When this book was written, it was the story of one death among many in the war in Eastern Ukraine. After February 24, 2022, it took on a new dimension - now it is not only a personal story, but the story of a country under severe attack.
The premonitions about Putin’s intentions that moved the author’s brother to join the Ukrainian armed forces and defend his country have now come to pass in the most horrific way.
Olesya Khromeychuk tells the story of her brother Volodymyr Pavliv, who was killed on the front line in 2017, taking the point of view of a civilian and a woman - perspectives that tend to be neglected in war accounts - and focusing on the stories that take place far away from the war zone. Through a combination of personal memoir and essay, Olesya Khromeychuk brings her readers closer to the events of this brutal war in the heart of Europe and to the private experience of war itself. This book speaks to anyone struggling with grief and the shock of the sudden loss of a loved one.
This new edition was updated after Russia started the full-scale invasion of Ukraine in February 2022 by Monoray with new chapters and a new Foreword by Philippe Sands.
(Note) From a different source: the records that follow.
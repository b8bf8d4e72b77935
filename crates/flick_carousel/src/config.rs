//! Carousel configuration

use flick_animation::{Easing, MotionConfig};
use flick_platform::Axis;
use serde::Deserialize;

use crate::error::{CarouselError, Result};

/// Options accepted by [`Carousel::new`](crate::Carousel::new)
///
/// Every field has a default, so a config file only needs to name what it
/// changes:
///
/// ```toml
/// start = 1
/// dbltap = true
/// bounce_easing = { kind = "back_out", overshoot = 1.7 }
/// ```
#[derive(Clone, Debug, Deserialize)]
#[serde(default)]
pub struct CarouselConfig {
    /// Initial page
    pub start: usize,
    /// Nominal transition duration in milliseconds
    pub duration: f32,
    /// Treat mouse drags like touch drags
    pub mouse: bool,
    /// Distinguish double taps from single taps
    pub dbltap: bool,
    /// Explicit page count instead of measuring the strip
    pub items: Option<usize>,
    /// Page along the vertical axis
    pub vertical: bool,
    /// Curve for ordinary transitions
    pub easing: Easing,
    /// Curve for fast flings
    pub bounce_easing: Easing,
}

impl Default for CarouselConfig {
    fn default() -> Self {
        Self {
            start: 0,
            duration: 600.0,
            mouse: true,
            dbltap: false,
            items: None,
            vertical: false,
            easing: Easing::QuartOut,
            bounce_easing: Easing::bounce(),
        }
    }
}

impl CarouselConfig {
    pub fn new() -> Self {
        Self::default()
    }

    pub fn start(mut self, index: usize) -> Self {
        self.start = index;
        self
    }

    pub fn duration(mut self, ms: f32) -> Self {
        self.duration = ms;
        self
    }

    pub fn mouse(mut self, enabled: bool) -> Self {
        self.mouse = enabled;
        self
    }

    pub fn double_tap(mut self, enabled: bool) -> Self {
        self.dbltap = enabled;
        self
    }

    pub fn items(mut self, count: usize) -> Self {
        self.items = Some(count);
        self
    }

    pub fn vertical(mut self, vertical: bool) -> Self {
        self.vertical = vertical;
        self
    }

    pub fn easing(mut self, easing: Easing) -> Self {
        self.easing = easing;
        self
    }

    pub fn bounce_easing(mut self, easing: Easing) -> Self {
        self.bounce_easing = easing;
        self
    }

    /// Motion axis
    pub fn axis(&self) -> Axis {
        if self.vertical {
            Axis::Vertical
        } else {
            Axis::Horizontal
        }
    }

    /// Timing and easing handed to the motion engine
    pub fn motion_config(&self) -> MotionConfig {
        MotionConfig {
            duration: self.duration,
            easing: self.easing.clone(),
            bounce_easing: self.bounce_easing.clone(),
        }
    }

    /// Reject values the carousel cannot run with
    pub fn validate(&self) -> Result<()> {
        if !self.duration.is_finite() || self.duration <= 0.0 {
            return Err(CarouselError::InvalidConfig(format!(
                "duration must be a positive number of milliseconds, got {}",
                self.duration
            )));
        }
        match self.items {
            Some(0) => {
                return Err(CarouselError::InvalidConfig(
                    "items must be at least 1".to_string(),
                ))
            }
            Some(items) if isize::try_from(items).is_err() => {
                return Err(CarouselError::InvalidConfig(format!(
                    "items must be at most {}, got {}",
                    isize::MAX,
                    items
                )))
            }
            _ => {}
        }
        Ok(())
    }
}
Praise for the first edition:
[A] moving and elegantly written account, A Loss, reflects on an older brother whom she got to know better after he died than before.
Julian Evans, TLS
In A Loss, Khromeychuk shows that the experience of grief transcends individual circumstance and in fact, unites us. In doing so, she connects readers to the collective grief that most Ukrainians are unconsciously carrying. I hope that, when the book is published in Ukraine, it will help people there to work through the pain and trauma of the last seven years.
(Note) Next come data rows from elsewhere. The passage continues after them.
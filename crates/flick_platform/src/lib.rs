//! Flick Host Abstraction Layer
//!
//! This crate provides the capability traits a paged carousel needs from its
//! environment, plus the plain input types it consumes.
//!
//! # Architecture
//!
//! The host abstraction is split into small traits, combined by [`Host`]:
//!
//! - [`ElementTree`] - Measurement and containment queries
//! - [`EventBinder`] - Listener registration
//! - [`FrameScheduler`] - Per-frame callbacks and the clock
//! - [`Timers`] - One-shot delayed callbacks
//!
//! # Host Implementations
//!
//! - [`headless::HeadlessHost`] - In-memory host with a virtual clock
//!
//! # Example
//!
//! ```ignore
//! use flick_platform::prelude::*;
//! use flick_platform::headless::HeadlessHost;
//!
//! let mut host = HeadlessHost::new();
//! let container = host.create_element(Size::new(320.0, 480.0));
//! let strip = host.create_element(Size::new(960.0, 480.0));
//! host.append_child(container, strip)?;
//! ```

mod error;
mod event;
pub mod headless;
mod host;
mod input;

// Re-export all public types
pub use error::{PlatformError, Result};
pub use event::{Binding, EventKind, EventResponse, ListenerTarget};
pub use host::{
    Capabilities, ElementId, ElementTree, EventBinder, FrameScheduler, Host, Size, TimerId, Timers,
};
pub use input::{Axis, Contacts, InputEvent, Point};

/// Prelude module for convenient imports
pub mod prelude {
    pub use crate::error::{PlatformError, Result};
    pub use crate::event::{Binding, EventKind, EventResponse, ListenerTarget};
    pub use crate::host::{
        Capabilities, ElementId, ElementTree, EventBinder, FrameScheduler, Host, Size, TimerId,
        Timers,
    };
    pub use crate::input::{Axis, Contacts, InputEvent, Point};
}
Isobel Koshiw, Los Angeles Review of Books
Grappling. I admire a book that invites me to grapple with knotty questions. Olesya Khromeychuk has written such a book–beautifully. Feminism and drones. Funerals and theater. Shrapnel and combat boots–size 8. ‘A Loss’ explores the lures of militarism at a granular level.
Professor Cynthia Enloe, author of Nimo's War, Emma's War: Making Feminist Sense of the Iraq War
Moving, intelligent, and brilliantly written, this is a sister’s reckoning with a lost brother, an émigré’s with the country of her childhood, and a scholar’s with her own suddenly acutely personal subject matter. A wonderful combination of emotional and intellectual honesty; very sad and direct but also rigorous and nuanced. It even manages to be funny.
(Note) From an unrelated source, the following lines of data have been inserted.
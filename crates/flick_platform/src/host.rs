//! Host capability traits
//!
//! A carousel never touches the element tree, the listener registry or the
//! frame clock directly. Everything goes through these traits so the same
//! state machine runs inside a browser binding, a native toolkit, or the
//! [`HeadlessHost`](crate::headless::HeadlessHost) used by tests.

use slotmap::new_key_type;

use crate::event::{EventKind, ListenerTarget};
use crate::input::Axis;

new_key_type! {
    /// Handle to an element owned by the host
    pub struct ElementId;
    /// Handle to a pending one-shot timer
    pub struct TimerId;
}

/// Rendered size of an element
#[derive(Clone, Copy, Debug, Default, PartialEq)]
pub struct Size {
    pub width: f32,
    pub height: f32,
}

impl Size {
    pub fn new(width: f32, height: f32) -> Self {
        Self { width, height }
    }

    /// Extent along the given axis
    pub fn along(&self, axis: Axis) -> f32 {
        match axis {
            Axis::Horizontal => self.width,
            Axis::Vertical => self.height,
        }
    }
}

/// Element measurement and tree queries
pub trait ElementTree {
    /// Measure the rendered size of an element
    fn measure(&self, element: ElementId) -> Size;

    /// First child element, if any
    fn first_child(&self, element: ElementId) -> Option<ElementId>;

    /// Whether `node` is `ancestor` or one of its descendants
    fn contains(&self, ancestor: ElementId, node: ElementId) -> bool;
}

/// Listener registration
pub trait EventBinder {
    /// Start delivering `kind` events from `target`
    fn bind(&mut self, target: ListenerTarget, kind: EventKind);

    /// Stop delivering `kind` events from `target`
    fn unbind(&mut self, target: ListenerTarget, kind: EventKind);
}

/// Per-frame scheduling and the clock it runs on
pub trait FrameScheduler {
    /// Ask the host to invoke the frame entry point once before the next repaint
    fn schedule_frame(&mut self);

    /// Current time in milliseconds
    fn now(&self) -> f64;
}

/// One-shot delayed callbacks
pub trait Timers {
    /// Arm a timer that fires once after `delay_ms`
    fn set_timeout(&mut self, delay_ms: f64) -> TimerId;

    /// Disarm a timer; unknown or already-fired ids are ignored
    fn clear_timeout(&mut self, id: TimerId);
}

/// Capabilities a host reports before anything is attached
#[derive(Clone, Copy, Debug, PartialEq, Eq)]
pub struct Capabilities {
    /// Listener registration works
    pub event_listeners: bool,
    /// Element containment checks work
    pub containment: bool,
    /// Frame scheduling works
    pub frame_scheduling: bool,
}

impl Capabilities {
    /// Every capability present
    pub fn all() -> Self {
        Self {
            event_listeners: true,
            containment: true,
            frame_scheduling: true,
        }
    }

    /// True when a carousel can run on this host
    pub fn is_supported(&self) -> bool {
        self.event_listeners && self.containment && self.frame_scheduling
    }

    /// Names of the missing capabilities
    pub fn missing(&self) -> Vec<&'static str> {
        let mut missing = Vec::new();
        if !self.event_listeners {
            missing.push("event listeners");
        }
        if !self.containment {
            missing.push("element containment");
        }
        if !self.frame_scheduling {
            missing.push("frame scheduling");
        }
        missing
    }
}

impl Default for Capabilities {
    fn default() -> Self {
        Self::all()
    }
}

/// Everything a carousel needs from its environment
pub trait Host: ElementTree + EventBinder + FrameScheduler + Timers {
    /// Report which capabilities actually work
    fn capabilities(&self) -> Capabilities {
        Capabilities::all()
    }
}

#[cfg(test)]
mod tests {
    use super::*;

    #[test]
    fn test_size_along_axis() {
        let size = Size::new(320.0, 480.0);
        assert_eq!(size.along(Axis::Horizontal), 320.0);
        assert_eq!(size.along(Axis::Vertical), 480.0);
    }

    #[test]
    fn test_capabilities_missing() {
        assert!(Capabilities::all().is_supported());
        assert!(Capabilities::all().missing().is_empty());

        let caps = Capabilities {
            containment: false,
            frame_scheduling: false,
            ..Capabilities::all()
        };
        assert!(!caps.is_supported());
        assert_eq!(caps.missing(), vec!["element containment", "frame scheduling"]);
    }
}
Anna Reid, author of Borderland: A Journey Through the History of Ukraine
There has always been too much silence around the armed conflict in eastern Ukraine—Europe's forgotten war. Olesya Khromeychuk refuses to bend to this silence. In vivid, intimate prose and with unflinching honesty, she introduces us to the brother she lost in the war and found in her grief. Poignant, wise, and unforgettable.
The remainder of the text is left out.